A view of the mol­ecular structure of compound (I), showing the atom labelling. Displacement ellipsoids are drawn at the 50% probability level. H atoms have been omitted for clarity.

Figure 2

A view of the mol­ecular structure of compound (II), showing the atom labelling. Displacement ellipsoids are drawn at the 50% probability level. H atoms have been omitted for clarity.

Supra­molecular features

In the crystal of (I), the phosphoryl groups are aligned with the a axis, and as the individual mol­ecules stack in this direction they appear to rotate around the chlorine atom that lies close to the twofold screw axis, creating a pinwheel arrangement of mol­ecules (Fig. 3 ▸). The mol­ecules are linked via bifurcated C—H⋯(O,O) hydrogen bonds, forming chains propagating along [100]; see Fig. 3 ▸ and Table 1 ▸. The chains are linked via C—H⋯π inter­actions (Table 1 ▸), forming sheets lying parallel to (010).

Figure 3

The crystal packing diagram of compound (I) (drawn as blue and orange sticks) viewed along: (a) the a axis (the Cl atoms are shown as dark grey dots); (b) the c axis; (c) along the b axis, with the bifurcated hydrogen bonds shown as dashed lines (see Table 1 ▸ for details). H atoms have been omitted for clarity in parts (a) and (b) and only those involved in hydrogen bonding are shown in part (c).

Table 1

Hydrogen-bond geometry (Å, °) for (I)

Cg1 and Cg3 are the centroids of rings C3–C8 and C15–C20, respectively.

D—H⋯A	D—H	H⋯A	D⋯A	D—H⋯A
C14—H14⋯O2i	0.95	2.30	3.1899 (19)	156
C20—H20⋯O2i	0.95	2.50	3.4487 (19)	176
C5—H5⋯Cg3ii	0.95	3.00	3.8873 (17)	156
C13—H13⋯Cg1i	0.95	2.90	3.5373 (19)	126

Symmetry codes: (i) ; (ii) .

Compound (II) packs in a similar arrangement to (I) in the solid state, although subtle differences result in the formation of a chiral crystal from an achiral compound (Fig. 4 ▸).
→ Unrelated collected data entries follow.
//! Input sources.
//!
//! A trait-based abstraction over where analyzed bytes come from, so the
//! pipeline can run over files, standard input, or in-memory buffers.

use std::fs::File;
use std::io::{self, Read};
use std::path::PathBuf;

/// Identifier used on the command line for standard input.
pub const STDIN_MARKER: &str = "-";

/// Something that can be opened for one sequential read.
pub trait ByteSource {
    /// Label used in reports and errors.
    fn label(&self) -> String;

    /// Opens the source for reading from the start.
    fn open(&self) -> io::Result<Box<dyn Read + '_>>;
}

/// An input named on the command line.
#[derive(Debug, Clone, PartialEq, Eq)]
pub enum InputSource {
    /// A filesystem path.
    Path(PathBuf),
    /// Standard input.
    Stdin,
}

impl InputSource {
    /// Parses a command-line argument; `-` means standard input.
    pub fn from_arg(arg: &str) -> Self {
        if arg == STDIN_MARKER {
            Self::Stdin
        } else {
            Self::Path(PathBuf::from(arg))
        }
    }
}

impl From<PathBuf> for InputSource {
    fn from(path: PathBuf) -> Self {
        if path.as_os_str() == STDIN_MARKER {
            Self::Stdin
        } else {
            Self::Path(path)
        }
    }
}

impl ByteSource for InputSource {
    fn label(&self) -> String {
        match self {
            Self::Path(path) => path.display().to_string(),
            Self::Stdin => "<stdin>".to_string(),
        }
    }

    fn open(&self) -> io::Result<Box<dyn Read + '_>> {
        match self {
            Self::Path(path) => {
                let file = File::open(path)?;
                if file.metadata()?.is_dir() {
                    return Err(io::Error::new(
                        io::ErrorKind::InvalidInput,
                        "is a directory",
                    ));
                }
                Ok(Box::new(file))
            }
            Self::Stdin => Ok(Box::new(io::stdin().lock())),
        }
    }
}

/// In-memory source.
#[derive(Debug, Clone)]
pub struct MemorySource<'a> {
    label: String,
    data: &'a [u8],
}

impl<'a> MemorySource<'a> {
    /// Wraps a borrowed buffer under the given label.
    pub fn new(label: impl Into<String>, data: &'a [u8]) -> Self {
        Self {
            label: label.into(),
            data,
        }
    }
}

impl ByteSource for MemorySource<'_> {
    fn label(&self) -> String {
        self.label.clone()
    }

    fn open(&self) -> io::Result<Box<dyn Read + '_>> {
        Ok(Box::new(self.data))
    }
}
//! Command-line behavior of the `encdetect` binary.

use std::io::Write;
use std::process::{Command, Output, Stdio};

fn encdetect() -> Command {
    Command::new(env!("CARGO_BIN_EXE_encdetect"))
}

fn run_with_stdin(args: &[&str], input: &[u8]) -> Output {
    let mut child = encdetect()
        .args(args)
        .stdin(Stdio::piped())
        .stdout(Stdio::piped())
        .stderr(Stdio::piped())
        .spawn()
        .unwrap();
    child.stdin.take().unwrap().write_all(input).unwrap();
    child.wait_with_output().unwrap()
}

#[test]
fn test_no_arguments_prints_usage() {
    let output = encdetect().output().unwrap();
    assert!(output.status.success());
    assert!(String::from_utf8_lossy(&output.stdout).contains("Usage"));
}

#[test]
fn test_reports_each_file() {
    let mut file = tempfile::NamedTempFile::new().unwrap();
    file.write_all(&[0u8; 6000]).unwrap();
    file.flush().unwrap();

    let output = encdetect().arg(file.path()).output().unwrap();
    let stdout = String::from_utf8_lossy(&output.stdout);

    assert!(output.status.success());
    assert!(stdout.contains("Chi-Square Distribution:"));
    assert!(stdout.contains("Monte Carlo Pi Value: 4.000000"));
    assert!(stdout.contains("The file has a 0% confidence of encryption."));
}

#[test]
fn test_missing_file_does_not_stop_batch() {
    let mut file = tempfile::NamedTempFile::new().unwrap();
    file.write_all(&[0x33u8; 600]).unwrap();
    file.flush().unwrap();

    let output = encdetect()
        .arg("/nonexistent/encdetect/missing.bin")
        .arg(file.path())
        .output()
        .unwrap();

    assert_eq!(output.status.code(), Some(1));
    assert!(String::from_utf8_lossy(&output.stderr).contains("missing.bin"));
    let stdout = String::from_utf8_lossy(&output.stdout);
    assert!(stdout.starts_with("File: "));
    assert!(stdout.contains("confidence of encryption"));
}

#[test]
fn test_toml_output_and_metrics_file() {
    let mut file = tempfile::NamedTempFile::new().unwrap();
    file.write_all(&[0x10u8; 1200]).unwrap();
    file.flush().unwrap();
    let dir = tempfile::tempdir().unwrap();
    let metrics = dir.path().join("encdetect.prom");

    let output = encdetect()
        .args(["--format", "toml", "--metrics-file"])
        .arg(&metrics)
        .arg(file.path())
        .output()
        .unwrap();

    assert!(output.status.success());
    let stdout = String::from_utf8_lossy(&output.stdout);
    assert!(stdout.contains("[[report]]"));
    assert!(stdout.contains("confidence = 0"));

    let prom = std::fs::read_to_string(&metrics).unwrap();
    assert!(prom.contains("encdetect_inputs_total{outcome=\"ok\"} 1"));
}

#[test]
fn test_invalid_config_exits_with_two() {
    let mut config = tempfile::NamedTempFile::new().unwrap();
    config.write_all(b"[analysis]\nwindow_size = 5\n").unwrap();
    config.flush().unwrap();

    let output = encdetect()
        .arg("--config")
        .arg(config.path())
        .arg("whatever.bin")
        .output()
        .unwrap();

    assert_eq!(output.status.code(), Some(2));
}

#[test]
fn test_reads_standard_input() {
    let output = run_with_stdin(&["-"], &[0u8; 600]);
    let stdout = String::from_utf8_lossy(&output.stdout);

    assert!(output.status.success());
    assert!(stdout.contains("File: <stdin>"));
    assert!(stdout.contains("Bytes: 600"));
}

#[test]
fn test_repeated_stdin_is_not_read_twice() {
    let output = run_with_stdin(&["-", "-"], &[0x42u8; 600]);
    let stdout = String::from_utf8_lossy(&output.stdout);
    let stderr = String::from_utf8_lossy(&output.stderr);

    assert_eq!(output.status.code(), Some(1));
    assert_eq!(stdout.matches("File: <stdin>").count(), 1);
    assert!(stdout.contains("Bytes: 600"));
    assert!(stderr.contains("already consumed"));
    assert!(!stderr.contains("empty"));
}
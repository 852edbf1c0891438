//! Per-input analysis errors.

use thiserror::Error;

/// Errors that can occur while analyzing a single input.
///
/// Every variant names the input it belongs to, so a batch run can
/// report failures alongside successful reports without losing context.
#[derive(Debug, Error)]
pub enum AnalysisError {
    /// The input could not be opened or read.
    #[error("cannot read {input}: {source}")]
    InputUnavailable {
        input: String,
        #[source]
        source: std::io::Error,
    },

    /// The input yielded zero bytes.
    #[error("{input} is empty; nothing to analyze")]
    EmptyInput { input: String },

    /// The input is shorter than one Monte Carlo window.
    ///
    /// The chi-square statistic is still well defined and is carried along.
    #[error(
        "{input} has {length} bytes, fewer than one {window}-byte Monte Carlo window \
         (chi-square {chi_square:.4})"
    )]
    InsufficientDataForMonteCarlo {
        input: String,
        length: u64,
        window: usize,
        chi_square: f64,
    },

    /// Analysis was interrupted before the input was exhausted.
    #[error("analysis of {input} cancelled after {consumed} bytes")]
    Cancelled { input: String, consumed: u64 },
}

impl AnalysisError {
    /// Stable short label for the error, used as a metrics label value.
    pub fn kind(&self) -> &'static str {
        match self {
            Self::InputUnavailable { .. } => "input_unavailable",
            Self::EmptyInput { .. } => "empty_input",
            Self::InsufficientDataForMonteCarlo { .. } => "insufficient_data",
            Self::Cancelled { .. } => "cancelled",
        }
    }

    /// Returns the identifier of the input that failed.
    pub fn input(&self) -> &str {
        match self {
            Self::InputUnavailable { input, .. }
            | Self::EmptyInput { input }
            | Self::InsufficientDataForMonteCarlo { input, .. }
            | Self::Cancelled { input, .. } => input,
        }
    }

    /// Chi-square statistic computed before the failure, if any.
    pub fn partial_chi_square(&self) -> Option<f64> {
        match self {
            Self::InsufficientDataForMonteCarlo { chi_square, .. } => Some(*chi_square),
            _ => None,
        }
    }
}
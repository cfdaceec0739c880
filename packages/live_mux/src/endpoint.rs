//! Deriving the live socket URL from the origin the application was served
//! from.

use std::fmt;

use tokio_tungstenite::tungstenite::http::Uri;

use crate::error::EndpointError;

/// Path of the live endpoint on the server.
pub const LIVE_PATH: &str = "/ws/live";

/// Backend port used while the frontend runs from a dev server.
pub const DEFAULT_DEV_PORT: u16 = 5055;

/// The parts of a page origin that matter for the socket URL.
#[derive(Debug, Clone, PartialEq, Eq)]
pub struct PageOrigin {
    pub secure: bool,
    pub host: String,
    pub port: Option<u16>,
}

impl PageOrigin {
    pub fn new(secure: bool, host: impl Into<String>, port: Option<u16>) -> Self {
        Self {
            secure,
            host: host.into(),
            port,
        }
    }

    /// Parse an `http://` or `https://` origin. Any path is ignored.
    pub fn parse(origin: &str) -> Result<Self, EndpointError> {
        let uri: Uri = origin
            .trim()
            .parse()
            .map_err(|_| EndpointError::InvalidOrigin(origin.to_string()))?;

        let secure = match uri.scheme_str() {
            Some(s) if s.eq_ignore_ascii_case("https") => true,
            Some(s) if s.eq_ignore_ascii_case("http") => false,
            Some(other) => return Err(EndpointError::UnsupportedScheme(other.to_string())),
            None => return Err(EndpointError::InvalidOrigin(origin.to_string())),
        };
        let host = match uri.host() {
            Some(h) if !h.is_empty() => h.to_string(),
            _ => return Err(EndpointError::MissingHost(origin.to_string())),
        };

        Ok(Self {
            secure,
            host,
            port: uri.port_u16(),
        })
    }
}

impl fmt::Display for PageOrigin {
    fn fmt(&self, f: &mut fmt::Formatter<'_>) -> fmt::Result {
        let scheme = if self.secure { "https" } else { "http" };
        match self.port {
            Some(port) => write!(f, "{scheme}://{}:{port}", self.host),
            None => write!(f, "{scheme}://{}", self.host),
        }
    }
}

/// Live socket URL for a page served from `origin`.
///
/// The socket is secure exactly when the page is. With `dev_port` set the
/// backend is assumed to be on that port of the same host; otherwise the
/// page's own port (if any) is kept.
pub fn live_endpoint(origin: &PageOrigin, dev_port: Option<u16>) -> String {
    let scheme = if origin.secure { "wss" } else { "ws" };
    match dev_port.or(origin.port) {
        Some(port) => format!("{scheme}://{}:{port}{LIVE_PATH}", origin.host),
        None => format!("{scheme}://{}{LIVE_PATH}", origin.host),
    }
}
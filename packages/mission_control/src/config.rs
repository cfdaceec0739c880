use std::net::SocketAddr;
use std::path::Path;

use live_mux::endpoint::DEFAULT_DEV_PORT;
use live_mux::{EndpointError, LiveConfig, PageOrigin, live_endpoint};
use serde::{Deserialize, Serialize};
use thiserror::Error;

// =============================================================================
// Unified config (figment-deserialized from defaults / mc.toml / env vars)
// =============================================================================
//
//   mc.toml:     [live.reconnect]
//                max_delay_ms = 10000
//
//   env var:     MC_LIVE__RECONNECT__MAX_DELAY_MS=10000   (double underscore = nesting)

#[derive(Debug, Error)]
pub enum ConfigError {
    #[error(transparent)]
    Origin(#[from] EndpointError),

    #[error("invalid hub bind address {0:?}")]
    BindAddress(String),
}

/// Top-level configuration, deserialized by figment.
#[derive(Clone, Debug, Default, Serialize, Deserialize)]
pub struct FileConfig {
    #[serde(default)]
    pub origin: OriginFileConfig,
    #[serde(default)]
    pub live: LiveConfig,
    #[serde(default)]
    pub hub: HubFileConfig,
}

/// Where the application is served from (lives under `[origin]`).
#[derive(Clone, Debug, Serialize, Deserialize)]
pub struct OriginFileConfig {
    #[serde(default = "default_origin_url")]
    pub url: String,
    /// Frontend runs from a dev server; the backend sits on `dev_port`.
    #[serde(default)]
    pub dev: bool,
    #[serde(default = "default_dev_port")]
    pub dev_port: u16,
}

impl Default for OriginFileConfig {
    fn default() -> Self {
        Self {
            url: default_origin_url(),
            dev: false,
            dev_port: default_dev_port(),
        }
    }
}

impl OriginFileConfig {
    pub fn page_origin(&self) -> Result<PageOrigin, ConfigError> {
        Ok(PageOrigin::parse(&self.url)?)
    }

    /// The live socket URL derived from the origin.
    pub fn live_url(&self) -> Result<String, ConfigError> {
        let origin = self.page_origin()?;
        Ok(live_endpoint(&origin, self.dev.then_some(self.dev_port)))
    }

    /// HTTP base of the backend, for the publish route.
    pub fn api_base(&self) -> Result<String, ConfigError> {
        let mut origin = self.page_origin()?;
        if self.dev {
            origin.port = Some(self.dev_port);
        }
        Ok(origin.to_string())
    }
}

/// Development hub knobs (lives under `[hub]`).
#[derive(Clone, Debug, Serialize, Deserialize)]
pub struct HubFileConfig {
    #[serde(default = "default_hub_host")]
    pub host: String,
    #[serde(default = "default_dev_port")]
    pub port: u16,
    /// Outbound frames buffered per connection before it is dropped as slow.
    #[serde(default = "default_queue_size")]
    pub queue_size: usize,
}

impl Default for HubFileConfig {
    fn default() -> Self {
        Self {
            host: default_hub_host(),
            port: default_dev_port(),
            queue_size: default_queue_size(),
        }
    }
}

impl HubFileConfig {
    pub fn bind_addr(&self) -> Result<SocketAddr, ConfigError> {
        let raw = format!("{}:{}", self.host, self.port);
        raw.parse().map_err(|_| ConfigError::BindAddress(raw))
    }
}

fn default_origin_url() -> String {
    format!("http://127.0.0.1:{DEFAULT_DEV_PORT}")
}
fn default_dev_port() -> u16 {
    DEFAULT_DEV_PORT
}
fn default_hub_host() -> String {
    "127.0.0.1".to_string()
}
fn default_queue_size() -> usize {
    256
}

/// Build a figment that layers: defaults → `config_path` → MC_* env vars.
///
/// A missing file is not an error; its layer is simply empty.
pub fn load_config(config_path: &Path) -> figment::Figment {
    use figment::{
        Figment,
        providers::{Env, Format, Serialized, Toml},
    };

    Figment::from(Serialized::defaults(FileConfig::default()))
        .merge(Toml::file(config_path))
        .merge(Env::prefixed("MC_").split("__"))
}

#[cfg(test)]
mod tests {
    use super::*;

    #[test]
    fn test_defaults() {
        let fc = FileConfig::default();
        assert_eq!(fc.origin.url, "http://127.0.0.1:5055");
        assert!(!fc.origin.dev);
        assert_eq!(fc.live.history_limit, 100);
        assert_eq!(fc.live.reconnect.base_delay_ms, 1_000);
        assert_eq!(fc.live.reconnect.max_delay_ms, 30_000);
        assert_eq!(fc.hub.port, 5055);
        assert_eq!(fc.hub.queue_size, 256);
    }

    #[test]
    fn test_live_url_from_origin() {
        let origin = OriginFileConfig {
            url: "https://mc.example.com".into(),
            ..Default::default()
        };
        assert_eq!(origin.live_url().unwrap(), "wss://mc.example.com/ws/live");
        assert_eq!(origin.api_base().unwrap(), "https://mc.example.com");
    }

    #[test]
    fn test_dev_mode_points_at_backend_port() {
        let origin = OriginFileConfig {
            url: "http://localhost:5173".into(),
            dev: true,
            dev_port: 5055,
        };
        assert_eq!(origin.live_url().unwrap(), "ws://localhost:5055/ws/live");
        assert_eq!(origin.api_base().unwrap(), "http://localhost:5055");
    }

    #[test]
    fn test_bad_origin() {
        let origin = OriginFileConfig {
            url: "gopher://example.com".into(),
            ..Default::default()
        };
        assert!(matches!(
            origin.live_url(),
            Err(ConfigError::Origin(EndpointError::UnsupportedScheme(_)))
        ));
    }

    #[test]
    fn test_bind_addr() {
        let hub = HubFileConfig {
            host: "0.0.0.0".into(),
            port: 9000,
            ..Default::default()
        };
        assert_eq!(hub.bind_addr().unwrap(), "0.0.0.0:9000".parse().unwrap());

        let hub = HubFileConfig {
            host: "not a host".into(),
            ..Default::default()
        };
        assert!(matches!(hub.bind_addr(), Err(ConfigError::BindAddress(_))));
    }

    // ── load_config ─────────────────────────────────────────────────────

    #[test]
    fn test_load_config_missing_file() {
        let tmp = tempfile::tempdir().unwrap();
        let fc: FileConfig = load_config(&tmp.path().join("mc.toml")).extract().unwrap();
        assert_eq!(fc.live, LiveConfig::default());
        assert_eq!(fc.hub.host, "127.0.0.1");
    }

    #[test]
    fn test_load_config_from_toml() {
        let tmp = tempfile::tempdir().unwrap();
        let path = tmp.path().join("mc.toml");
        std::fs::write(
            &path,
            r#"
[origin]
url = "http://localhost:5173"
dev = true

[live]
history_limit = 25

[live.reconnect]
max_delay_ms = 5000
"#,
        )
        .unwrap();

        let fc: FileConfig = load_config(&path).extract().unwrap();
        assert!(fc.origin.dev);
        assert_eq!(fc.origin.dev_port, 5055);
        assert_eq!(fc.live.history_limit, 25);
        assert_eq!(fc.live.reconnect.base_delay_ms, 1_000);
        assert_eq!(fc.live.reconnect.max_delay_ms, 5_000);
        assert_eq!(fc.hub.queue_size, 256);
    }
}
//! `mc publish`: push one frame through a hub's HTTP route.

use anyhow::{Context, Result, anyhow};
use serde_json::Value;

use crate::hub::PublishResponse;

/// Post `data` on `topic` to the hub at `base_url`. Returns how many
/// connections the hub queued it for.
pub async fn publish(base_url: &str, topic: &str, data: &Value) -> Result<usize> {
    let mut url = reqwest::Url::parse(base_url).with_context(|| format!("invalid hub url {base_url}"))?;
    url.path_segments_mut()
        .map_err(|_| anyhow!("hub url {base_url} cannot take a path"))?
        .pop_if_empty()
        .extend(["api", "live", topic]);

    let resp = reqwest::Client::new()
        .post(url.clone())
        .json(data)
        .send()
        .await
        .with_context(|| format!("failed to reach hub at {url}"))?
        .error_for_status()
        .context("hub rejected the frame")?;

    let body: PublishResponse = resp.json().await.context("unexpected hub response")?;
    Ok(body.delivered)
}
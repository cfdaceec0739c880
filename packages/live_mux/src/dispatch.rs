//! Inbound frame dispatch.
//!
//! Parsing, history recording and handler lookup happen while the driver is
//! locked; the handlers themselves run afterwards through [`Delivery`], so a
//! handler is free to subscribe or unsubscribe from inside its callback.

use std::panic::{AssertUnwindSafe, catch_unwind};
use std::sync::Arc;

use serde_json::Value;
use tracing::{debug, warn};

use crate::history::History;
use crate::metrics::LiveMetrics;
use crate::protocol::parse_data_frame;
use crate::registry::{RegisteredHandler, TopicRegistry};

/// A parsed frame paired with the handlers that should see it.
pub struct Delivery {
    topic: String,
    payload: Value,
    handlers: Vec<RegisteredHandler>,
    metrics: Arc<LiveMetrics>,
}

impl Delivery {
    pub fn topic(&self) -> &str {
        &self.topic
    }

    pub fn payload(&self) -> &Value {
        &self.payload
    }

    pub fn handler_count(&self) -> usize {
        self.handlers.len()
    }

    /// Invoke every handler in registration order. Handlers unsubscribed
    /// since the frame was prepared (including by an earlier handler for
    /// this same frame) are skipped. A panicking handler is logged and
    /// skipped; the rest still run. Returns how many completed.
    pub fn deliver(self) -> usize {
        let mut completed = 0;
        for handler in &self.handlers {
            match catch_unwind(AssertUnwindSafe(|| handler.call(&self.payload))) {
                Ok(true) => completed += 1,
                Ok(false) => {
                    debug!(topic = %self.topic, handler = %handler.id(), "skipping unsubscribed handler");
                }
                Err(panic) => {
                    self.metrics.handler_panicked();
                    warn!(
                        topic = %self.topic,
                        reason = panic_message(&*panic),
                        "live handler panicked"
                    );
                }
            }
        }
        completed
    }
}

impl std::fmt::Debug for Delivery {
    fn fmt(&self, f: &mut std::fmt::Formatter<'_>) -> std::fmt::Result {
        f.debug_struct("Delivery")
            .field("topic", &self.topic)
            .field("payload", &self.payload)
            .field("handlers", &self.handlers.len())
            .finish()
    }
}

/// Turn one inbound text frame into a delivery.
///
/// Malformed frames are dropped and yield `None`. Every parsed frame is
/// recorded in `history`, subscribed or not; `None` is also returned when no
/// handler is registered for its topic.
pub(crate) fn prepare(
    text: &str,
    registry: &TopicRegistry,
    history: &mut History,
    metrics: &Arc<LiveMetrics>,
) -> Option<Delivery> {
    let frame = match parse_data_frame(text) {
        Ok(frame) => frame,
        Err(e) => {
            metrics.frame_dropped();
            debug!(error = %e, "dropping malformed live frame");
            return None;
        }
    };
    metrics.frame_received();

    let handlers = registry.handlers(&frame.topic);
    history.push(frame.clone());
    if handlers.is_empty() {
        return None;
    }

    Some(Delivery {
        topic: frame.topic,
        payload: frame.data,
        handlers,
        metrics: metrics.clone(),
    })
}

fn panic_message(panic: &(dyn std::any::Any + Send)) -> &str {
    panic
        .downcast_ref::<&str>()
        .copied()
        .or_else(|| panic.downcast_ref::<String>().map(String::as_str))
        .unwrap_or("unknown")
}

#[cfg(test)]
mod tests {
    use super::*;
    use crate::registry::{Handler, HandlerId};
    use std::sync::Mutex;

    fn recorder(log: &Arc<Mutex<Vec<String>>>, name: &'static str) -> Handler {
        let log = log.clone();
        Arc::new(move |data: &Value| log.lock().unwrap().push(format!("{name}:{data}")))
    }

    fn exploding(_: &Value) {
        panic!("boom");
    }

    #[test]
    fn delivers_in_registration_order() {
        let log = Arc::new(Mutex::new(Vec::new()));
        let mut registry = TopicRegistry::new();
        registry.insert("tasks", HandlerId(1), recorder(&log, "a"));
        registry.insert("tasks", HandlerId(2), recorder(&log, "b"));
        let mut history = History::default();
        let metrics = Arc::new(LiveMetrics::new());

        let delivery = prepare(
            r#"{"topic":"tasks","data":{"id":1}}"#,
            &registry,
            &mut history,
            &metrics,
        )
        .unwrap();
        assert_eq!(delivery.handler_count(), 2);
        assert_eq!(delivery.deliver(), 2);

        assert_eq!(
            *log.lock().unwrap(),
            vec![r#"a:{"id":1}"#.to_string(), r#"b:{"id":1}"#.to_string()]
        );
        assert_eq!(history.len(), 1);
    }

    #[test]
    fn unsubscribed_topic_still_recorded() {
        let registry = TopicRegistry::new();
        let mut history = History::default();
        let metrics = Arc::new(LiveMetrics::new());

        let delivery = prepare(r#"{"topic":"agents","data":{}}"#, &registry, &mut history, &metrics);
        assert!(delivery.is_none());
        assert_eq!(history.latest().unwrap().frame.topic, "agents");
        assert_eq!(metrics.snapshot().frames_received, 1);
    }

    #[test]
    fn malformed_frame_dropped() {
        let registry = TopicRegistry::new();
        let mut history = History::default();
        let metrics = Arc::new(LiveMetrics::new());

        assert!(prepare("{nope", &registry, &mut history, &metrics).is_none());
        assert!(history.is_empty());
        assert_eq!(metrics.snapshot().frames_dropped, 1);
    }

    #[test]
    fn handler_removed_after_prepare_is_skipped() {
        let log = Arc::new(Mutex::new(Vec::new()));
        let mut registry = TopicRegistry::new();
        registry.insert("tasks", HandlerId(1), recorder(&log, "a"));
        registry.insert("tasks", HandlerId(2), recorder(&log, "b"));
        let mut history = History::default();
        let metrics = Arc::new(LiveMetrics::new());

        let delivery = prepare(r#"{"topic":"tasks","data":1}"#, &registry, &mut history, &metrics)
            .unwrap();
        registry.remove("tasks", HandlerId(2));

        assert_eq!(delivery.deliver(), 1);
        assert_eq!(*log.lock().unwrap(), vec!["a:1".to_string()]);
    }

    #[test]
    fn panicking_handler_is_isolated() {
        let log = Arc::new(Mutex::new(Vec::new()));
        let mut registry = TopicRegistry::new();
        registry.insert("tasks", HandlerId(1), Arc::new(exploding));
        registry.insert("tasks", HandlerId(2), recorder(&log, "ok"));
        let mut history = History::default();
        let metrics = Arc::new(LiveMetrics::new());

        let delivery = prepare(r#"{"topic":"tasks","data":2}"#, &registry, &mut history, &metrics)
            .unwrap();
        assert_eq!(delivery.deliver(), 1);
        assert_eq!(*log.lock().unwrap(), vec!["ok:2".to_string()]);
        assert_eq!(metrics.snapshot().handler_panics, 1);

        // Later frames still flow
        let delivery = prepare(r#"{"topic":"tasks","data":3}"#, &registry, &mut history, &metrics)
            .unwrap();
        delivery.deliver();
        assert_eq!(log.lock().unwrap().len(), 2);
    }
}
For compound (II), the phosphoryl groups are again aligned in one direction (along the b axis), but in this case, the P1—C2 bond in the center of the mol­ecule lies about a twofold screw axis and acts as the pivot point for the pinwheel arrangement rather than the terminal chlorine atom as seen in the crystal of compound (I). The absence of an inversion center or mirror plane results in a chiral twist to the packing within this crystal. Here, mol­ecules are also linked via bifurcated C—H⋯(O,O) hydrogen bonds, forming chains propagating along [010] (see Table 2 ▸ and Fig. 4 ▸) and the chains are linked via C—H⋯π inter­actions (Table 2 ▸), forming sheets parallel to (001).

Figure 4

The crystal packing diagram of compound (II) (drawn as purple and pink sticks) viewed along: (a) the b axis (the center of the P1—C1 bond that coincides with the twofold screw axis is denoted with a grey dot); (b) the a axis; (c) along the b axis with the bifurcated hydrogen bonds shown as dashed lines (see Table 2 ▸ for details). H atoms have been omitted for clarity in parts (a) and (b) and only those involved in hydrogen bonding are shown in (c).

Table 2

Hydrogen-bond geometry (Å, °) for (II)

Cg1 is the centroid of ring C7–C12.

D—H⋯A	D—H	H⋯A	D⋯A	D—H⋯A
C2—H2B⋯O2i	0.99	2.19	3.176 (5)	176
C12—H12⋯O2i	0.95	2.53	3.373 (5)	148
C17—H17⋯Cg1ii	0.95	2.80	3.721 (5)	164

Symmetry codes: (i) ; (ii) .

Database Survey

The Cambridge Structural Database (CSD, Version 5.36, November 2014; Groom & Allen, 2014 ▸) contains 11 structures with a β-ketodi­phenyl­phosphoryl moiety. Three of these structures are related to the title compounds, but have either an alkyl group bonded to the keto function or branching at the α-carbon, viz. E-(5SR,6SR)-3,6-dimethyl-5-di­phenyl­phos­phinoyl-7-tri­phenyl­meth­oxy­hept-2-en-4-one acetone solvate (SUGWOG; Doyle et al., 1993 ▸), anti-(2S,4S)-2-(N,N-dibenzyl­amino)-4-di­phenyl­phosphinoyl-1-phenyl­pentan-3-one monohydrate (RIZCEI; O’Brien et al., 1997 ▸) and (4R,5R)-4,5-dihy­droxy-1,5-diphenyl-2-(di­phenyl­phosphino­yl)pentan-1-one) (FODBUW: Boesen et al., 2005 ▸). The last compound (FODBUW) crystallizes in a chiral space group (P212121), as does compound (II). The phenyl rings of the di­phenyl­phosphinoyl group in each of these three compounds are inclined to one another by ca 67.97, 73.25 and 68.24°, respectively, similar to the arrangement in compound (I).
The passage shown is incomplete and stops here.